◆ **PROBLEM REQUIREMENTS**
Please write out the data exactly, line by line.

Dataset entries
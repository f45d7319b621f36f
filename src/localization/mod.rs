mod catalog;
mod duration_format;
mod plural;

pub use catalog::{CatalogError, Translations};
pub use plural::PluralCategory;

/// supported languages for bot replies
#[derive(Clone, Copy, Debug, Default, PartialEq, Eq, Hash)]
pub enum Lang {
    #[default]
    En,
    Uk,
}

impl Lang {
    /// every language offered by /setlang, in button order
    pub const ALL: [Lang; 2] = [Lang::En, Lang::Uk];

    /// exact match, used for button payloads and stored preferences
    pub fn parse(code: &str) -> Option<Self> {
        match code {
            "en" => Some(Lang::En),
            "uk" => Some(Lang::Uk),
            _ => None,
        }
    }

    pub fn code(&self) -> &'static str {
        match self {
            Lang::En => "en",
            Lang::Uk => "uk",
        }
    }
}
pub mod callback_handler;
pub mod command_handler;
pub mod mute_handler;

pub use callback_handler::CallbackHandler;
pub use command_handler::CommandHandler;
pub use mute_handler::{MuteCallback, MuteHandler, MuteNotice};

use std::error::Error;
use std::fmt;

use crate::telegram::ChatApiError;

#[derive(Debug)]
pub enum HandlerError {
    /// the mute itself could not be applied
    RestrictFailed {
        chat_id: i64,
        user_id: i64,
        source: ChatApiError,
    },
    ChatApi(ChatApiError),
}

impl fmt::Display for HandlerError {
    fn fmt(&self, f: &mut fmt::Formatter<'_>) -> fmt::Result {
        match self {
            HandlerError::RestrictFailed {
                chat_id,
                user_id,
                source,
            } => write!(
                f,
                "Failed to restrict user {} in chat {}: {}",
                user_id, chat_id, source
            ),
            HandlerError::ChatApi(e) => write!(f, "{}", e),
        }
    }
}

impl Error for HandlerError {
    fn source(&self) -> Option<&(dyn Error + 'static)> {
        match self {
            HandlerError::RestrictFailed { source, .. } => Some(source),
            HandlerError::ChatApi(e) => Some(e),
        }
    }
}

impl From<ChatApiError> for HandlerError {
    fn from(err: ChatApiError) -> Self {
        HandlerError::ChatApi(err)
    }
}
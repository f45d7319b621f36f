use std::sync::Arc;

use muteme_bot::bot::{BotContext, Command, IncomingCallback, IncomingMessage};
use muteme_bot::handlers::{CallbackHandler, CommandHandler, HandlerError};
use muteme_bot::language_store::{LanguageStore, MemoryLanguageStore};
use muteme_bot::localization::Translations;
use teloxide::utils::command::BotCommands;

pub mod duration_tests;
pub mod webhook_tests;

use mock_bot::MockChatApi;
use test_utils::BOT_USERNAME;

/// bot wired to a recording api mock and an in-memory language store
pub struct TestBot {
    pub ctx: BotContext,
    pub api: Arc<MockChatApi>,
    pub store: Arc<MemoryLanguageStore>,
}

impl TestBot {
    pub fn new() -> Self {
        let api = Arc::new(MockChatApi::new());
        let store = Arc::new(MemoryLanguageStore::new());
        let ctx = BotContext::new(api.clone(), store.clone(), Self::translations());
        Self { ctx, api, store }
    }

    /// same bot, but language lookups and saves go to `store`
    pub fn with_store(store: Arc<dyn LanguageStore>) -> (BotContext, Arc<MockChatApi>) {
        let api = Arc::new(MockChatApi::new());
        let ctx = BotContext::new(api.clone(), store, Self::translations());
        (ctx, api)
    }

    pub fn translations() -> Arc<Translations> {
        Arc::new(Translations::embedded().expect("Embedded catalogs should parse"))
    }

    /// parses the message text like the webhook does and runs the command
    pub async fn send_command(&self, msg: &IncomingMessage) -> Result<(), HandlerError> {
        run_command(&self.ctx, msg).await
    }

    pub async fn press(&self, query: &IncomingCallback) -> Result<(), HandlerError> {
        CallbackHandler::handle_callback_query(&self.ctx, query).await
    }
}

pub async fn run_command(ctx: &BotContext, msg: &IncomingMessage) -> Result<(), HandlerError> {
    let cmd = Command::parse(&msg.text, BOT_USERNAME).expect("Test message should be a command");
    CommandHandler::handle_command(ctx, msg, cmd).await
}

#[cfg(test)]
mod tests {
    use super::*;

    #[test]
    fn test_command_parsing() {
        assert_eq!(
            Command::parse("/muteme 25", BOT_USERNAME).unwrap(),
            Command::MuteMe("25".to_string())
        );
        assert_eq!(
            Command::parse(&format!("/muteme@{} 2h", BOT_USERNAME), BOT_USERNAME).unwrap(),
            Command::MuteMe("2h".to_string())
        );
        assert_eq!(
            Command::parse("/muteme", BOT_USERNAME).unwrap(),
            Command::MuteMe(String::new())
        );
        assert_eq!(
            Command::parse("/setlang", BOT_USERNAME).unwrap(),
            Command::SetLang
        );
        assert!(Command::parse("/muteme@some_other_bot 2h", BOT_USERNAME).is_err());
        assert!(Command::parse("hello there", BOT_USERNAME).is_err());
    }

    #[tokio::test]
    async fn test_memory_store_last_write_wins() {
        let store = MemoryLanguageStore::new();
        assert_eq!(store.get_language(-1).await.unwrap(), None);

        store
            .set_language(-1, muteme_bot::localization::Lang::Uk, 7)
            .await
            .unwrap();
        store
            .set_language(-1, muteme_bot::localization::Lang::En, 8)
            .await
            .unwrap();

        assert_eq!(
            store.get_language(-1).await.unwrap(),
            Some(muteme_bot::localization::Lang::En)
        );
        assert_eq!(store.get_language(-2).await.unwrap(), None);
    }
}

◆ **EXERCISE RESULT**
repository f45d7319b621f36f
filename src/localization/mod.rs
mod catalog;
mod duration_format;
mod plural;

pub use catalog::{CatalogError, Translations};
pub use plural::PluralCategory;

/// supported languages for bot replies
#[derive(Clone, Copy, Debug, Default, PartialEq, Eq, Hash)]
pub enum Lang {
    #[default]
    En,
    Uk,
}

impl Lang {
    /// every language offered by /setlang, in button order
    pub const ALL: [Lang; 2] = [Lang::En, Lang::Uk];

    /// exact match, used for button payloads and stored preferences
    pub fn parse(code: &str) -> Option<Self> {
        match code {
            "en" => Some(Lang::En),
            "uk" => Some(Lang::Uk),
            _ => None,
        }
    }

    pub fn code(&self) -> &'static str {
        match self {
            Lang::En => "en",
            Lang::Uk => "uk",
        }
    }
}
pub mod callback_handler;
pub mod command_handler;
pub mod mute_handler;

pub use callback_handler::CallbackHandler;
pub use command_handler::CommandHandler;
pub use mute_handler::{MuteCallback, MuteHandler, MuteNotice};

use std::error::Error;
use std::fmt;

use crate::telegram::ChatApiError;

#[derive(Debug)]
pub enum HandlerError {
    /// the mute itself could not be applied
    RestrictFailed {
        chat_id: i64,
        user_id: i64,
        source: ChatApiError,
    },
    ChatApi(ChatApiError),
}

impl fmt::Display for HandlerError {
    fn fmt(&self, f: &mut fmt::Formatter<'_>) -> fmt::Result {
        match self {
            HandlerError::RestrictFailed {
                chat_id,
                user_id,
                source,
            } => write!(
                f,
                "Failed to restrict user {} in chat {}: {}",
                user_id, chat_id, source
            ),
            HandlerError::ChatApi(e) => write!(f, "{}", e),
        }
    }
}

impl Error for HandlerError {
    fn source(&self) -> Option<&(dyn Error + 'static)> {
        match self {
            HandlerError::RestrictFailed { source, .. } => Some(source),
            HandlerError::ChatApi(e) => Some(e),
        }
    }
}

impl From<ChatApiError> for HandlerError {
    fn from(err: ChatApiError) -> Self {
        HandlerError::ChatApi(err)
    }
}
repository f45d7319b621f36f
use std::sync::Arc;

use muteme_bot::bot::{BotContext, Command, IncomingCallback, IncomingMessage};
use muteme_bot::handlers::{CallbackHandler, CommandHandler, HandlerError};
use muteme_bot::language_store::{LanguageStore, MemoryLanguageStore};
use muteme_bot::localization::Translations;
use teloxide::utils::command::BotCommands;

pub mod duration_tests;
pub mod webhook_tests;

use mock_bot::MockChatApi;
use test_utils::BOT_USERNAME;

/// bot wired to a recording api mock and an in-memory language store
pub struct TestBot {
    pub ctx: BotContext,
    pub api: Arc<MockChatApi>,
    pub store: Arc<MemoryLanguageStore>,
}

impl TestBot {
    pub fn new() -> Self {
        let api = Arc::new(MockChatApi::new());
        let store = Arc::new(MemoryLanguageStore::new());
        let ctx = BotContext::new(api.clone(), store.clone(), Self::translations());
        Self { ctx, api, store }
    }

    /// same bot, but language lookups and saves go to `store`
    pub fn with_store(store: Arc<dyn LanguageStore>) -> (BotContext, Arc<MockChatApi>) {
        let api = Arc::new(MockChatApi::new());
        let ctx = BotContext::new(api.clone(), store, Self::translations());
        (ctx, api)
    }

    pub fn translations() -> Arc<Translations> {
        Arc::new(Translations::embedded().expect("Embedded catalogs should parse"))
    }

    /// parses the message text like the webhook does and runs the command
    pub async fn send_command(&self, msg: &IncomingMessage) -> Result<(), HandlerError> {
        run_command(&self.ctx, msg).await
    }

    pub async fn press(&self, query: &IncomingCallback) -> Result<(), HandlerError> {
        CallbackHandler::handle_callback_query(&self.ctx, query).await
    }
}

pub async fn run_command(ctx: &BotContext, msg: &IncomingMessage) -> Result<(), HandlerError> {
    let cmd = Command::parse(&msg.text, BOT_USERNAME).expect("Test message should be a command");
    CommandHandler::handle_command(ctx, msg, cmd).await
}

#[cfg(test)]
mod tests {
    use super::*;

    #[test]
    fn test_command_parsing() {
        assert_eq!(
            Command::parse("/muteme 25", BOT_USERNAME).unwrap(),
            Command::MuteMe("25".to_string())
        );
        assert_eq!(
            Command::parse(&format!("/muteme@{} 2h", BOT_USERNAME), BOT_USERNAME).unwrap(),
            Command::MuteMe("2h".to_string())
        );
        assert_eq!(
            Command::parse("/muteme", BOT_USERNAME).unwrap(),
            Command::MuteMe(String::new())
        );
        assert_eq!(
            Command::parse("/setlang", BOT_USERNAME).unwrap(),
            Command::SetLang
        );
        assert!(Command::parse("/muteme@some_other_bot 2h", BOT_USERNAME).is_err());
        assert!(Command::parse("hello there", BOT_USERNAME).is_err());
    }

    #[tokio::test]
    async fn test_memory_store_last_write_wins() {
        let store = MemoryLanguageStore::new();
        assert_eq!(store.get_language(-1).await.unwrap(), None);

        store
            .set_language(-1, muteme_bot::localization::Lang::Uk, 7)
            .await
            .unwrap();
        store
            .set_language(-1, muteme_bot::localization::Lang::En, 8)
            .await
            .unwrap();

        assert_eq!(
            store.get_language(-1).await.unwrap(),
            Some(muteme_bot::localization::Lang::En)
        );
        assert_eq!(store.get_language(-2).await.unwrap(), None);
    }
}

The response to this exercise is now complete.